Kangaroo Island is the kind of place you read about in books or maybe encounter in a TV series such as Seachange or Doc Martin. A tight-knit rural community, where the people are friendly, trusting and willing to chat. Life moves at a different pace here.

Three years ago I has the good fortune to spend a delightful few days there with my parents and son. I fell in love and couldn’t wait to be back. Late last year I booked us in again at the end of the school holidays.

But then the fires. There was no escaping the saturation coverage on the news and social media. Apocolyptic images of places I had been and loved. Lives lost, homes and farms burnt, animals suffering and communities shaken to their very core. Needless to say the pressure to cancel our plans was not insubstantial.
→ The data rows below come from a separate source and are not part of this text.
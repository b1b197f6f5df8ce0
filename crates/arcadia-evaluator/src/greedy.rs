use arcadia_engine::snake::{Direction, Turn};

use crate::{
    policy::{InvalidStateShape, Policy},
    snake_features::SnakeFeatureSet,
};

/// Hand-coded snake policy over the full feature vector.
///
/// Turns into danger score -1, turns whose new heading points toward the food
/// score 1, everything else 0. Ties keep going straight.
#[derive(Debug, Default, Clone, Copy)]
pub struct GreedyFoodPolicy;

const HEADINGS: [Direction; 4] = [
    Direction::Left,
    Direction::Right,
    Direction::Up,
    Direction::Down,
];

impl Policy for GreedyFoodPolicy {
    type Input = [f32];

    fn scores(&mut self, input: &[f32]) -> Result<[f32; 3], InvalidStateShape> {
        InvalidStateShape::check(input, SnakeFeatureSet::Full.dimension())?;
        let danger = &input[0..3];
        let heading = HEADINGS
            .iter()
            .zip(&input[3..7])
            .find_map(|(d, flag)| (*flag > 0.5).then_some(*d))
            .unwrap_or_default();
        let food = &input[7..11];

        Ok(Turn::ALL.map(|turn| {
            if danger[turn.index()] > 0.5 {
                return -1.0;
            }
            let next = heading.turned(turn);
            let toward_food = HEADINGS
                .iter()
                .position(|d| *d == next)
                .is_some_and(|i| food[i] > 0.5);
            if toward_food { 1.0 } else { 0.0 }
        }))
    }
}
As the weeks wore on I decided that rather than cancel, I would monitor the situation and make a decision closer to the time. I felt that provided we weren’t placing ourselves in danger or getting in the way of recovery efforts I felt we should go. Love is 'for better or for worse'. I loved this place and did not want to abandon it in its time of suffering.

I monitored not only the media but also the advice of emergency services and spoke with some of the operators with whom we had booked and decided to go.

This trip was, by the very nature of what had recently transpired, very different to our last. Yes, we visited beautiful beaches, ate delicious fresh seafood and were greeted by kangaroos, wallabies and goannas as we went about our way, but this time was punctuated by a military presence, and accompanied by blackened remains of bush and buildings.

The trip also proved to be a unique opportunity to engage more meaningfully with locals, and as the director of a media organisation myself, reflect on the role and impact of media in covering natural disasters such as this, particularly given the strong reliance of digital and visual media.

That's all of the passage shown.